/---

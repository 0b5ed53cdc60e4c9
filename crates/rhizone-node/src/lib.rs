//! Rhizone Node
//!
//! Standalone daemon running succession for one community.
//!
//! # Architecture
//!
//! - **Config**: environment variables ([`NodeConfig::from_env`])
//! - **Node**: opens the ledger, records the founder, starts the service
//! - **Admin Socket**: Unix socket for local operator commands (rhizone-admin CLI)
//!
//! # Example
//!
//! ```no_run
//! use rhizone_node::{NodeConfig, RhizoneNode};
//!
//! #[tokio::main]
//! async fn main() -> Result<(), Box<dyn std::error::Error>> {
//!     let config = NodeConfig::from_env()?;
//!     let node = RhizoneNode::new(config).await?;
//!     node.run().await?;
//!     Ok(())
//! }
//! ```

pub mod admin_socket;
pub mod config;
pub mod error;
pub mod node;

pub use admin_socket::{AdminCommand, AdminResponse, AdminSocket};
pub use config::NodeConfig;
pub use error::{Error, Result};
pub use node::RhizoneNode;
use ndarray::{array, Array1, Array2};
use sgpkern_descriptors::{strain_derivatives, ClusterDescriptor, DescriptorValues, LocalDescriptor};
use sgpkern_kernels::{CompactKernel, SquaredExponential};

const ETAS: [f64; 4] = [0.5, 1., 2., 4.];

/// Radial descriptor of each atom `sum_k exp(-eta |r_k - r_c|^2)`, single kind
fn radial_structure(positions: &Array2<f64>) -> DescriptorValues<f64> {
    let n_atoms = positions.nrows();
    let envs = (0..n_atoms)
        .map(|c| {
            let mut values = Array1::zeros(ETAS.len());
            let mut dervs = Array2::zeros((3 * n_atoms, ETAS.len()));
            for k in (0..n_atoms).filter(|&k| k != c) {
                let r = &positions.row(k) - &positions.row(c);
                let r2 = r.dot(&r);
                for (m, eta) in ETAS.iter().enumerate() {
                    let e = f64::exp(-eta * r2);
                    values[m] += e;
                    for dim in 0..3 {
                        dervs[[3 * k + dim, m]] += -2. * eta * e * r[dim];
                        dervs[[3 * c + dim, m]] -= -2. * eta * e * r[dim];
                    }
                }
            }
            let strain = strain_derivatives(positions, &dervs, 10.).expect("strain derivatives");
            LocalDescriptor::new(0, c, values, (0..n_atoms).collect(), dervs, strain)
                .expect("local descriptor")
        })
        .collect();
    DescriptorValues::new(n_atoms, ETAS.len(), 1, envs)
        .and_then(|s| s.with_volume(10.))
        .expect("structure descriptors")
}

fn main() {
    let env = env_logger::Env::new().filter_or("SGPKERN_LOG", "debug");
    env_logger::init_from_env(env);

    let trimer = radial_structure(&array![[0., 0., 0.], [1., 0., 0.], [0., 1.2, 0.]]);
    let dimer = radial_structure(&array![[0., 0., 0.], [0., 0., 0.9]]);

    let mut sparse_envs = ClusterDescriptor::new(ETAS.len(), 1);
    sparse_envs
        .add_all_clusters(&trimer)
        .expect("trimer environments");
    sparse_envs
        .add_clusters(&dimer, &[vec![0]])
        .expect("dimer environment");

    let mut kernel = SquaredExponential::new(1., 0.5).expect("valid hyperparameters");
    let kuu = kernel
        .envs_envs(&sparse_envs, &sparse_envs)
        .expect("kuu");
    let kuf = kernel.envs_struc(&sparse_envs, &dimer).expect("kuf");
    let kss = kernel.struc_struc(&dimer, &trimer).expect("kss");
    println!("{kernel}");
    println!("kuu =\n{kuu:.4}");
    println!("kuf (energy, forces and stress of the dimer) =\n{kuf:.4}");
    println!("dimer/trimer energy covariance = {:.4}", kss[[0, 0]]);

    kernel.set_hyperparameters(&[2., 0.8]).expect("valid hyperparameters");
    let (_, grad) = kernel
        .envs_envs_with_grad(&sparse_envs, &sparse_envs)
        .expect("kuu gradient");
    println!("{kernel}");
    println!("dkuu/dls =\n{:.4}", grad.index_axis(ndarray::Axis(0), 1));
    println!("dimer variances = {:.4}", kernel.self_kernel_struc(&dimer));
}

\---

▶ **EXERCISE BRIEF**
The whole listing above needs to be written out again exactly.

▶ **FINISHED EXERCISE**
repository 0b5ed53cdc60e4c9
filename crates/rhizone-node/src/lib.rs
//! Rhizone Node
//!
//! Standalone daemon running succession for one community.
//!
//! # Architecture
//!
//! - **Config**: environment variables ([`NodeConfig::from_env`])
//! - **Node**: opens the ledger, records the founder, starts the service
//! - **Admin Socket**: Unix socket for local operator commands (rhizone-admin CLI)
//!
//! # Example
//!
//! ```no_run
//! use rhizone_node::{NodeConfig, RhizoneNode};
//!
//! #[tokio::main]
//! async fn main() -> Result<(), Box<dyn std::error::Error>> {
//!     let config = NodeConfig::from_env()?;
//!     let node = RhizoneNode::new(config).await?;
//!     node.run().await?;
//!     Ok(())
//! }
//! ```

pub mod admin_socket;
pub mod config;
pub mod error;
pub mod node;

pub use admin_socket::{AdminCommand, AdminResponse, AdminSocket};
pub use config::NodeConfig;
pub use error::{Error, Result};
pub use node::RhizoneNode;
use ndarray::{array, Array1, Array2};
use sgpkern_descriptors::{strain_derivatives, ClusterDescriptor, DescriptorValues, LocalDescriptor};
use sgpkern_kernels::{CompactKernel, SquaredExponential};

const ETAS: [f64; 4] = [0.5, 1., 2., 4.];

/// Radial descriptor of each atom `sum_k exp(-eta |r_k - r_c|^2)`, single kind
fn radial_structure(positions: &Array2<f64>) -> DescriptorValues<f64> {
    let n_atoms = positions.nrows();
    let envs = (0..n_atoms)
        .map(|c| {
            let mut values = Array1::zeros(ETAS.len());
            let mut dervs = Array2::zeros((3 * n_atoms, ETAS.len()));
            for k in (0..n_atoms).filter(|&k| k != c) {
                let r = &positions.row(k) - &positions.row(c);
                let r2 = r.dot(&r);
                for (m, eta) in ETAS.iter().enumerate() {
                    let e = f64::exp(-eta * r2);
                    values[m] += e;
                    for dim in 0..3 {
                        dervs[[3 * k + dim, m]] += -2. * eta * e * r[dim];
                        dervs[[3 * c + dim, m]] -= -2. * eta * e * r[dim];
                    }
                }
            }
            let strain = strain_derivatives(positions, &dervs, 10.).expect("strain derivatives");
            LocalDescriptor::new(0, c, values, (0..n_atoms).collect(), dervs, strain)
                .expect("local descriptor")
        })
        .collect();
    DescriptorValues::new(n_atoms, ETAS.len(), 1, envs)
        .and_then(|s| s.with_volume(10.))
        .expect("structure descriptors")
}

fn main() {
    let env = env_logger::Env::new().filter_or("SGPKERN_LOG", "debug");
    env_logger::init_from_env(env);

    let trimer = radial_structure(&array![[0., 0., 0.], [1., 0., 0.], [0., 1.2, 0.]]);
    let dimer = radial_structure(&array![[0., 0., 0.], [0., 0., 0.9]]);

    let mut sparse_envs = ClusterDescriptor::new(ETAS.len(), 1);
    sparse_envs
        .add_all_clusters(&trimer)
        .expect("trimer environments");
    sparse_envs
        .add_clusters(&dimer, &[vec![0]])
        .expect("dimer environment");

    let mut kernel = SquaredExponential::new(1., 0.5).expect("valid hyperparameters");
    let kuu = kernel
        .envs_envs(&sparse_envs, &sparse_envs)
        .expect("kuu");
    let kuf = kernel.envs_struc(&sparse_envs, &dimer).expect("kuf");
    let kss = kernel.struc_struc(&dimer, &trimer).expect("kss");
    println!("{kernel}");
    println!("kuu =\n{kuu:.4}");
    println!("kuf (energy, forces and stress of the dimer) =\n{kuf:.4}");
    println!("dimer/trimer energy covariance = {:.4}", kss[[0, 0]]);

    kernel.set_hyperparameters(&[2., 0.8]).expect("valid hyperparameters");
    let (_, grad) = kernel
        .envs_envs_with_grad(&sparse_envs, &sparse_envs)
        .expect("kuu gradient");
    println!("{kernel}");
    println!("dkuu/dls =\n{:.4}", grad.index_axis(ndarray::Axis(0), 1));
    println!("dimer variances = {:.4}", kernel.self_kernel_struc(&dimer));
}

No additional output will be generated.